FOOD FOR THOUGHT:
From IF A FOETUS IS A PERSON…
“Typically, parents apply for a Social Security number when they obtain a birth certificate, but if states declare that personhood begins at some earlier arbitrary point in time, they will need to provide evidence, perhaps through a life certificate, that this new person exists and resides in their state. Once the life is established, can a mother insure a six-week fetus and collect if she miscarries? Will the tax code be adjusted in these states to allow parents to claim their unborn children as dependents at conception? If so, can a woman who suffers more than one miscarriage in a fiscal year claim all of her?

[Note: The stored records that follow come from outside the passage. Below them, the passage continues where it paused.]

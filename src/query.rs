//! Parameter validation and compact-data URL building
//!
//! Filters are reconciled against a resolved [`DimensionSchema`]:
//! unknown dimension names fail hard, unknown codes within a known dimension
//! are dropped with a warning, and every unfiltered dimension becomes an empty
//! (wildcard) segment. Segments follow schema order.

use std::collections::{BTreeMap, BTreeSet};
use std::fmt;
use tracing::warn;

use crate::dimensions::DimensionSchema;
use crate::endpoints::Endpoints;

/// Query validation errors
#[derive(Debug, Clone, PartialEq, Eq, thiserror::Error)]
pub enum QueryError {
    /// Filter names a dimension the dataset does not have
    #[error("unknown dimension '{dimension}' for dataset '{dataset_id}'; valid dimensions are: {valid}")]
    UnknownDimension {
        dataset_id: String,
        dimension: String,
        valid: String,
    },

    /// Year is not four digits
    #[error("invalid {field} '{value}': expected a four-digit year")]
    InvalidYear { field: &'static str, value: String },
}

/// Result type for query building
pub type QueryResult<T> = Result<T, QueryError>;

/// Non-fatal findings while building a query
#[derive(Debug, Clone, PartialEq, Eq)]
pub enum QueryWarning {
    /// Codes not in the dimension's codelist were discarded
    DroppedCodes {
        /// Dimension the codes were requested for
        dimension: String,
        /// Discarded codes, sorted
        codes: Vec<String>,
    },
    /// No filters were supplied, so the whole dataset is requested
    WholeDataset {
        /// Dataset requested
        dataset_id: String,
    },
}

impl fmt::Display for QueryWarning {
    fn fmt(&self, f: &mut fmt::Formatter<'_>) -> fmt::Result {
        match self {
            Self::DroppedCodes { dimension, codes } => write!(
                f,
                "discarded invalid codes for '{}': {}",
                dimension,
                codes.join(", ")
            ),
            Self::WholeDataset { dataset_id } => write!(
                f,
                "no filters supplied; requesting the entire '{dataset_id}' dataset, which may be very large"
            ),
        }
    }
}

/// Requested codes per dimension
#[derive(Debug, Clone, Default, PartialEq, Eq)]
pub struct FilterSet {
    filters: BTreeMap<String, BTreeSet<String>>,
}

impl FilterSet {
    /// Empty filter set
    pub fn new() -> Self {
        Self::default()
    }

    /// Add codes for a dimension
    pub fn with<I, S>(mut self, dimension: impl Into<String>, codes: I) -> Self
    where
        I: IntoIterator<Item = S>,
        S: Into<String>,
    {
        self.insert(dimension, codes);
        self
    }

    /// Add codes for a dimension in place
    pub fn insert<I, S>(&mut self, dimension: impl Into<String>, codes: I)
    where
        I: IntoIterator<Item = S>,
        S: Into<String>,
    {
        self.filters
            .entry(dimension.into())
            .or_default()
            .extend(codes.into_iter().map(Into::into));
    }

    /// Dimensions named by the filters
    pub fn dimensions(&self) -> impl Iterator<Item = &str> {
        self.filters.keys().map(String::as_str)
    }

    /// Codes requested for a dimension
    pub fn codes(&self, dimension: &str) -> Option<&BTreeSet<String>> {
        self.filters.get(dimension)
    }

    /// Whether no codes are requested at all
    pub fn is_empty(&self) -> bool {
        self.filters.values().all(BTreeSet::is_empty)
    }
}

/// A validated four-digit year
#[derive(Debug, Clone, PartialEq, Eq, PartialOrd, Ord)]
pub struct Year(String);

impl Year {
    /// Parse a year, `field` naming it in the error
    pub fn parse(field: &'static str, value: &str) -> QueryResult<Self> {
        let trimmed = value.trim();
        if trimmed.len() == 4 && trimmed.bytes().all(|b| b.is_ascii_digit()) {
            Ok(Self(trimmed.to_string()))
        } else {
            Err(QueryError::InvalidYear {
                field,
                value: value.to_string(),
            })
        }
    }

    /// Year as written in the query string
    pub fn as_str(&self) -> &str {
        &self.0
    }
}

impl fmt::Display for Year {
    fn fmt(&self, f: &mut fmt::Formatter<'_>) -> fmt::Result {
        f.write_str(&self.0)
    }
}

/// Optional start and end year
#[derive(Debug, Clone, Default, PartialEq, Eq)]
pub struct YearRange {
    /// `startPeriod`
    pub start: Option<Year>,
    /// `endPeriod`
    pub end: Option<Year>,
}

impl YearRange {
    /// Validate raw start and end years
    pub fn parse(start: Option<&str>, end: Option<&str>) -> QueryResult<Self> {
        Ok(Self {
            start: start.map(|s| Year::parse("start_year", s)).transpose()?,
            end: end.map(|e| Year::parse("end_year", e)).transpose()?,
        })
    }

    /// Query string without the leading `?`, empty when no bound is set
    pub fn query_string(&self) -> String {
        let mut params = Vec::new();
        if let Some(start) = &self.start {
            params.push(format!("startPeriod={start}"));
        }
        if let Some(end) = &self.end {
            params.push(format!("endPeriod={end}"));
        }
        params.join("&")
    }
}

/// A compact-data request ready to fetch
#[derive(Debug, Clone, PartialEq, Eq)]
pub struct BuiltQuery {
    /// Full request URL
    pub url: String,
    /// Dot-separated dimension path
    pub path: String,
    /// Non-fatal findings
    pub warnings: Vec<QueryWarning>,
}

/// Build a compact-data URL from a schema, filters and a year range
pub fn build_query(
    endpoints: &Endpoints,
    schema: &DimensionSchema,
    filters: &FilterSet,
    years: &YearRange,
) -> QueryResult<BuiltQuery> {
    for dimension in filters.dimensions() {
        if !schema.has_dimension(dimension) {
            return Err(QueryError::UnknownDimension {
                dataset_id: schema.dataset_id().to_string(),
                dimension: dimension.to_string(),
                valid: schema.names().collect::<Vec<_>>().join(", "),
            });
        }
    }

    let mut warnings = Vec::new();
    if filters.is_empty() {
        warn!(
            dataset_id = %schema.dataset_id(),
            "No filters supplied; requesting the entire dataset"
        );
        warnings.push(QueryWarning::WholeDataset {
            dataset_id: schema.dataset_id().to_string(),
        });
    }

    let mut segments = Vec::with_capacity(schema.len());
    for dimension in schema.dimensions() {
        let Some(requested) = filters.codes(&dimension.name) else {
            segments.push(String::new());
            continue;
        };

        let dropped: Vec<String> = requested
            .iter()
            .filter(|code| !dimension.codes.contains(code))
            .cloned()
            .collect();
        if !dropped.is_empty() {
            warn!(
                dimension = %dimension.name,
                codes = %dropped.join(", "),
                "Discarding invalid codes"
            );
            warnings.push(QueryWarning::DroppedCodes {
                dimension: dimension.name.clone(),
                codes: dropped,
            });
        }

        let retained: Vec<&str> = dimension
            .codes
            .codes()
            .filter(|code| requested.contains(*code))
            .collect();
        if retained.is_empty() && !requested.is_empty() {
            warn!(
                dimension = %dimension.name,
                "No valid codes left; dimension is unfiltered"
            );
        }
        segments.push(retained.join("+"));
    }

    let path = segments.join(".");
    let mut url = endpoints.compact_data(schema.dataset_id(), &path);
    let query_string = years.query_string();
    if !query_string.is_empty() {
        url.push('?');
        url.push_str(&query_string);
    }

    Ok(BuiltQuery {
        url,
        path,
        warnings,
    })
}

“There are no laws that allow the United States to deny citizenship rights to a natural-born citizen merely because they reside with, or in, a noncitizen. Detaining any person without arraignment or trial violates the Constitution and international human rights laws. A fetus has not committed a crime, not been arraigned or charged, not weathered a trial by a jury of its peers, not had the opportunity to confront its accuser. These laws redefining personhood surely mean that a pregnant woman cannot be incarcerated, as doing so requires confining a second person without due process.
“Every state permits the custodial parent—who has primary physical custody of the child and is primarily responsible for his or her day-to-day care—to receive child support from the noncustodial parent.8 Because a fetus resides in its mother, and receives all nutrition and care from its mother’s body, the mother should be eligible for child support as soon as the fetus is declared a person—at conception in Alabama.
“Trying to define citizenship and personhood based on the laws of each state creates some far-fetched and even ridiculous scenarios. If we follow that logic, we will tie our Constitution into a knot no court can untangle.”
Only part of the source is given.